Perhaps the most frightening thing to realize is that security measures which cost thousands of dollars and are used to secure banks and Government agencies can be fooled with a simple photograph, in many cases even just from a smartphone. The fact of the matter is, if you want to access a colleague's PC, it might be possible with just their profile picture and a color printer. In under a day you can make a dummy print to access their phone by using the process demonstrated in the above video, or even by creating a 3D model using a fingerprint from a photo or collection of photos layered together using 3D printing technology. While it may have been obvious to those who considered that grabbing a glass used by somebody would allow you to copy their prints, it's rather unsettling that a simple, properly lit photograph is all that's needed.

 

A rubber fingerprint can be used to fool fingerprint scanners. Courtesy of The Verge

 

It would be one thing if a DSLR was needed, but my own smartphone has a 13MP Camera, which Gefahren von Kameras specifically mentioned as being more than enough to cheat face and retina scanners. 

The real question now is, how can you stay secure anymore? The answer is simple: passwords. Especially after the 2014 court case where it was ruled that fingerprints aren't protected by the fifth amendment, but passwords still are. Your best bet is still using safe services which encrypt your data and strong passwords. I'm also a big fan personally of Google and Microsoft both using two-step verification. (Those links will help you activate it.) While it won't protect your smartphone (especially if it's an iPhone), it'll keep a whole lot of your personal data safe by requiring that someone has physical access to your smartphone, and the ability to unlock that phone, to access either account. This is a major step towards better security in my opinion, as it is a way to theoretically ensure that the person entering your password is actually you. I strongly recommend it for anybody like me who allows Chrome to remember passwords and other personal info. If you're truly paranoid, using a VPN to secure web traffic is never a bad option, and most university campuses already do just that. Other than that, you mostly just have to trust in the security of any service that you give a password to. 

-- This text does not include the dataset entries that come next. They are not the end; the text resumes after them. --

use std::io;
use std::path::PathBuf;
use thiserror::Error;

/// ストレージ層のエラー
#[derive(Debug, Error)]
pub enum StorageError {
    #[error("failed to read {}: {source}", path.display())]
    Read {
        path: PathBuf,
        #[source]
        source: io::Error,
    },

    #[error("malformed todo data in {}: {source}", path.display())]
    Malformed {
        path: PathBuf,
        #[source]
        source: serde_json::Error,
    },

    #[error("failed to write {}: {source}", path.display())]
    Write {
        path: PathBuf,
        #[source]
        source: io::Error,
    },

    #[error("failed to serialize todos: {0}")]
    Serialize(#[from] serde_json::Error),
}
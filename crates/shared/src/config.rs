use std::env;
use std::net::IpAddr;
use std::path::PathBuf;
use std::str::FromStr;
use thiserror::Error;

/// 設定読み込みのエラー
#[derive(Debug, Error)]
pub enum ConfigError {
    #[error("Invalid value for {key}: {value}")]
    InvalidValue { key: &'static str, value: String },
}

/// デプロイモード
///
/// `Local` はファイル保存 + HTTP サーバ、`Serverless` はメモリ保存 + Lambda ランタイム。
#[derive(Debug, Clone, Copy, Default, PartialEq, Eq)]
pub enum DeploymentMode {
    #[default]
    Local,
    Serverless,
}

impl DeploymentMode {
    pub fn as_str(&self) -> &'static str {
        match self {
            DeploymentMode::Local => "local",
            DeploymentMode::Serverless => "serverless",
        }
    }
}

impl FromStr for DeploymentMode {
    type Err = ConfigError;

    fn from_str(s: &str) -> Result<Self, Self::Err> {
        match s.to_ascii_lowercase().as_str() {
            "local" => Ok(DeploymentMode::Local),
            "serverless" => Ok(DeploymentMode::Serverless),
            _ => Err(ConfigError::InvalidValue {
                key: "DEPLOYMENT_MODE",
                value: s.to_string(),
            }),
        }
    }
}

#[derive(Debug, Clone)]
pub struct Config {
    pub mode: DeploymentMode,
    pub host: IpAddr,
    pub port: u16,
    pub data_file: PathBuf,
    pub public_dir: PathBuf,
}

impl Default for Config {
    fn default() -> Self {
        Self {
            mode: DeploymentMode::Local,
            host: IpAddr::from([127, 0, 0, 1]),
            port: 3000,
            data_file: PathBuf::from("todos.json"),
            public_dir: PathBuf::from("public"),
        }
    }
}

impl Config {
    pub fn from_env() -> Result<Self, ConfigError> {
        Self::from_lookup(|key| env::var(key).ok())
    }

    /// 任意のキー参照関数から設定を組み立てる
    pub fn from_lookup<F>(lookup: F) -> Result<Self, ConfigError>
    where
        F: Fn(&str) -> Option<String>,
    {
        let defaults = Config::default();

        // DEPLOYMENT_MODE が優先、未設定なら VERCEL=1 をサーバーレスとみなす
        let mode = match lookup("DEPLOYMENT_MODE") {
            Some(value) => value.parse()?,
            None if lookup("VERCEL").as_deref() == Some("1") => DeploymentMode::Serverless,
            None => defaults.mode,
        };

        Ok(Config {
            mode,
            host: parse_or(&lookup, "HOST", defaults.host)?,
            port: parse_or(&lookup, "PORT", defaults.port)?,
            data_file: lookup("DATA_FILE")
                .map(PathBuf::from)
                .unwrap_or(defaults.data_file),
            public_dir: lookup("PUBLIC_DIR")
                .map(PathBuf::from)
                .unwrap_or(defaults.public_dir),
        })
    }
}

fn parse_or<F, T>(lookup: &F, key: &'static str, default: T) -> Result<T, ConfigError>
where
    F: Fn(&str) -> Option<String>,
    T: FromStr,
{
    match lookup(key) {
        Some(value) => value
            .parse()
            .map_err(|_| ConfigError::InvalidValue { key, value }),
        None => Ok(default),
    }
}
use thiserror::Error;

/// Todo ドメインのエラー
#[derive(Debug, Clone, PartialEq, Eq, Error)]
pub enum TodoError {
    #[error("{0}")]
    Validation(String),

    #[error("Todo not found: {0}")]
    NotFound(String),

    #[error("Invalid filter: {0}")]
    InvalidFilter(String),
}

impl TodoError {
    /// テキスト未入力エラー
    pub fn text_required() -> Self {
        TodoError::Validation("Todo text is required".to_string())
    }
}
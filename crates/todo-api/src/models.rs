use serde::{Deserialize, Serialize};

/// POST /api/todos リクエスト
#[derive(Debug, Deserialize)]
pub struct CreateTodoRequest {
    /// 未指定も受け付け、検証はドメイン側で行う
    pub text: Option<String>,
}

/// GET /api/todos クエリ
#[derive(Debug, Default, Deserialize)]
pub struct ListParams {
    pub filter: Option<String>,
}

#[derive(Debug, Serialize, Deserialize, PartialEq, Eq)]
pub struct MessageResponse {
    pub message: String,
}

#[derive(Debug, Serialize)]
pub struct HealthBody {
    /// サービスの簡易ステータス
    pub status: &'static str,
    pub storage: &'static str,
}
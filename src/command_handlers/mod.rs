pub mod catalog;
pub mod dispatch;
pub mod install;
pub mod search;
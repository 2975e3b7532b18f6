use crate::cli::Commands;
use crate::command_handlers::{catalog, install, search};
use crate::config::Settings;
use anyhow::Result;

/// Runs one subcommand and returns the process exit code.
pub fn dispatch(cmd: Commands, settings: &Settings) -> Result<i32> {
    match cmd {
        Commands::SearchUnix { name } => search::search_unix(&name, settings).map(|_| 0),
        Commands::SearchModern { name } => search::search_modern(&name, settings).map(|_| 0),
        Commands::Install { name } => install::install_one(&name, settings).map(|_| 0),
        Commands::InstallAll => install::install_all(settings),
        Commands::Table { output } => catalog::write_table(&output, settings).map(|_| 0),
        Commands::Validate => catalog::validate(settings),
    }
}
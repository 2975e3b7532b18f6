use clap::{ArgAction, Parser, Subcommand};
use std::path::PathBuf;

#[derive(Parser, Debug)]
#[command(
    version,
    name = "modern",
    about = "Install prebuilt modern replacements of legacy Unix tools and alias them"
)]
pub struct Cli {
    #[command(subcommand)]
    pub command: Commands,

    /// Increase log verbosity (-v debug, -vv trace). MODERN_LOG overrides it.
    #[arg(short, long, action = ArgAction::Count, global = true)]
    pub verbose: u8,

    /// Tool catalog JSON file (defaults to ./info.json when present, else the remote catalog)
    #[arg(long, value_name = "PATH", global = true)]
    pub catalog: Option<PathBuf>,

    /// Path to config (defaults to ~/.config/modern/config.toml)
    #[arg(short, long, value_name = "PATH", global = true)]
    pub config: Option<PathBuf>,

    /// Resolve and download, but do not install binaries or write aliases
    #[arg(long, global = true)]
    pub dry_run: bool,
}

#[derive(Subcommand, Debug)]
pub enum Commands {
    /// Show the catalog entries replacing a legacy Unix tool
    SearchUnix {
        #[arg(value_name = "NAME")]
        name: String,
    },
    /// Show the catalog entries for a modern tool
    SearchModern {
        #[arg(value_name = "NAME")]
        name: String,
    },
    /// Install one modern tool by name and alias its legacy counterpart.
    /// Examples:
    ///   modern install bat
    ///   modern --dry-run install ripgrep
    Install {
        #[arg(value_name = "MODERN_NAME")]
        name: String,
    },
    /// Install every catalog tool that has a prebuild for this host.
    /// Exit code is the number of failed installs.
    InstallAll,
    /// Write the catalog as a Markdown table
    Table {
        #[arg(short, long, value_name = "PATH", default_value = "README.md")]
        output: PathBuf,
    },
    /// Report ambiguous names in the catalog
    Validate,
}

#[cfg(test)]
mod tests {
    use super::*;

    #[test]
    fn cli_definition_is_valid() {
        use clap::CommandFactory;
        Cli::command().debug_assert();
    }

    #[test]
    fn global_flags_after_subcommand() {
        let cli = Cli::try_parse_from(["modern", "install", "bat", "-vv", "--dry-run"]).unwrap();
        assert_eq!(cli.verbose, 2);
        assert!(cli.dry_run);
        assert!(matches!(cli.command, Commands::Install { ref name } if name == "bat"));
    }

    #[test]
    fn table_output_defaults_to_readme() {
        let cli = Cli::try_parse_from(["modern", "table"]).unwrap();
        match cli.command {
            Commands::Table { output } => assert_eq!(output, PathBuf::from("README.md")),
            other => panic!("unexpected {other:?}"),
        }
    }
}
use crate::catalog::Repository;
use crate::config::Settings;
use crate::error::Result;
use reqwest::blocking::Client;
use reqwest::header::{HeaderMap, HeaderValue, ACCEPT, AUTHORIZATION};
use serde::Deserialize;
use std::fs::File;
use std::io::{BufWriter, Write};
use std::path::{Path, PathBuf};
use std::time::Duration;
use tracing::debug;

#[derive(Debug, Clone, Deserialize, PartialEq, Eq)]
pub struct Release {
    #[serde(default)]
    pub tag_name: String,
    #[serde(default)]
    pub assets: Vec<ReleaseAsset>,
}

/// A downloadable file attached to a release.
#[derive(Debug, Clone, Deserialize, PartialEq, Eq)]
pub struct ReleaseAsset {
    #[serde(rename = "name")]
    pub filename: String,
    /// Advisory only; never used to decide the archive format.
    #[serde(default)]
    pub content_type: String,
    #[serde(rename = "browser_download_url")]
    pub download_url: String,
}

impl ReleaseAsset {
    #[cfg(test)]
    pub fn new(filename: impl Into<String>, download_url: impl Into<String>) -> Self {
        Self {
            filename: filename.into(),
            content_type: String::new(),
            download_url: download_url.into(),
        }
    }
}

/// Where release listings and asset bytes come from.
pub trait ReleaseSource {
    /// Releases of `repo`, newest first.
    fn releases(&self, repo: &Repository) -> Result<Vec<Release>>;
    /// Writes `asset` into `dest_dir` and returns the file path.
    fn download(&self, asset: &ReleaseAsset, dest_dir: &Path) -> Result<PathBuf>;
}

pub struct GitHubClient {
    client: Client,
    api_url: String,
}

impl GitHubClient {
    pub fn new(settings: &Settings) -> Result<Self> {
        let mut headers = HeaderMap::new();
        headers.insert(ACCEPT, HeaderValue::from_static("application/vnd.github+json"));
        if let Some(token) = &settings.github_token {
            if let Ok(v) = HeaderValue::from_str(&format!("Bearer {token}")) {
                headers.insert(AUTHORIZATION, v);
            }
        }
        let client = Client::builder()
            .user_agent(crate::USER_AGENT)
            .default_headers(headers)
            .timeout(Duration::from_secs(settings.http_timeout_secs))
            .build()?;
        Ok(Self {
            client,
            api_url: settings.github_api_url.trim_end_matches('/').to_string(),
        })
    }

    fn releases_url(&self, repo: &Repository) -> String {
        format!("{}/repos/{}/{}/releases", self.api_url, repo.owner, repo.name)
    }
}

impl ReleaseSource for GitHubClient {
    fn releases(&self, repo: &Repository) -> Result<Vec<Release>> {
        let url = self.releases_url(repo);
        debug!(%url, "Fetching release listing");
        let releases: Vec<Release> = self.client.get(&url).send()?.error_for_status()?.json()?;
        debug!("{} release(s) listed for {}/{}", releases.len(), repo.owner, repo.name);
        Ok(releases)
    }

    fn download(&self, asset: &ReleaseAsset, dest_dir: &Path) -> Result<PathBuf> {
        debug!(url = %asset.download_url, "Downloading asset");
        let mut resp = self.client.get(&asset.download_url).send()?.error_for_status()?;
        // Keep only the final path component; asset names come from a remote listing.
        let name = Path::new(&asset.filename)
            .file_name()
            .map(|n| n.to_os_string())
            .unwrap_or_else(|| "asset".into());
        let dest = dest_dir.join(name);
        let mut out = BufWriter::new(File::create(&dest)?);
        resp.copy_to(&mut out)?;
        out.flush()?;
        Ok(dest)
    }
}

If you are like most people and cannot remember limitless passwords, only make up totally new ones for services that seem especially sketchy. That way you won't have to worry if that password is stolen as the person with it can't get into anything else of yours. As long as you stay away from using biometric security measures and are smart about making and using passwords, you should be just fine.

Just remember, always keep those passwords to yourself. It's impossible to control what happens to a photograph of your face or hands once it's posted online, but anything that only you know can't be used against you. You can watch Gefahren von Kameras' explain how to break into an iPhone below.

 


Comments

3 Comments


  • liverdonor 2016-06-10

    Funny, his nickname means “the dangers of cameras.” What a great handle.

  • rxyzm 2016-06-11

    Many a movies show the simplest way of picking a fingerprint, using scotch tape. If you put your finger on the sticky side of scotch tape and then take your finger away, you yourself will see the residue of your fingerprint on that tape.

    And, this is 80s technology.

    Fingerprint sensor in the current form is not much usable, unless, some way gets built in to it to differentiate between skin tissue and non-skin tissue. Then we can get somewhere with this technology.

    • Seth Schaffer 2016-06-11

      Hello there!
      As far as detective work is concerned, scotch tape and basically any dust that will stick to fingerprint oils is fine. However, that won’t work for fooling a scanner. You do actually need to try and replicate the capacitance of skin. It turns out, however, that too is rather easy to do. In some cases, if the scanner is bad enough, play-dough will suffice.